Here are a couple ideas for Mangoes, which are fairly cheap and readily available just now in New Zealand.
Firstly this salad would have to be one of my favourites for lunch at the moment, although no doubt with the cooler weather coming my preference will migrate more towards hot soups, risotto or pasta.
I used ‘streaky bacon’ in this recipe although any dry cured pork would be perfect - pancetta, prosciutto. The toasted almonds add a wonderful crunchy texture and they’re a tad cheaper and therefore more accessible to me than pinenuts.

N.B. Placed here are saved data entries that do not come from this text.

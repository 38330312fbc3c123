// src/utils/mod.rs

pub mod html;
pub mod session;
pub mod slug;
pub mod thread;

- Mango, Feta and Streaky Bacon Salad
- ¼ cup of blanched almonds, chopped
- A selection of salad greens, (I used buttercrunch, baby cos, and iceberg lettuces in the photo)
- 1 mango, peeled and diced
- 70 to 80 grams of feta, crumbled
- 4 rashers of streaky bacon
- 1 lemon
- 2 spring onions, finely sliced
- Freshly ground black pepper
- In a dry pan, toast the chopped almonds briefly until golden and remove from the heat.
- In the same pan fry the bacon rashers until crispy, drain on absorbent paper.
- Assemble the salad greens onto two plates, sharing the diced mango, feta and sliced spring onions between each plate.
- Chop or rip the warm bacon into bite sized pieces and scatter over the greens with the toasted almonds.
- Dress the salads with a squeeze of lemon juice and a little black pepper to taste.
- Serve immediately.
The second idea is one from the ever inspiring and amiable Béa at La Tartine Gourmande
Tartelettes Tatin à la mangue - Mango Tatin Tartlets
Her delicious and nectareous recipe is located here. Béa finished her tartlets with lime zest and natural grated coconut, where as I used lemon zest and toasted grated coconut.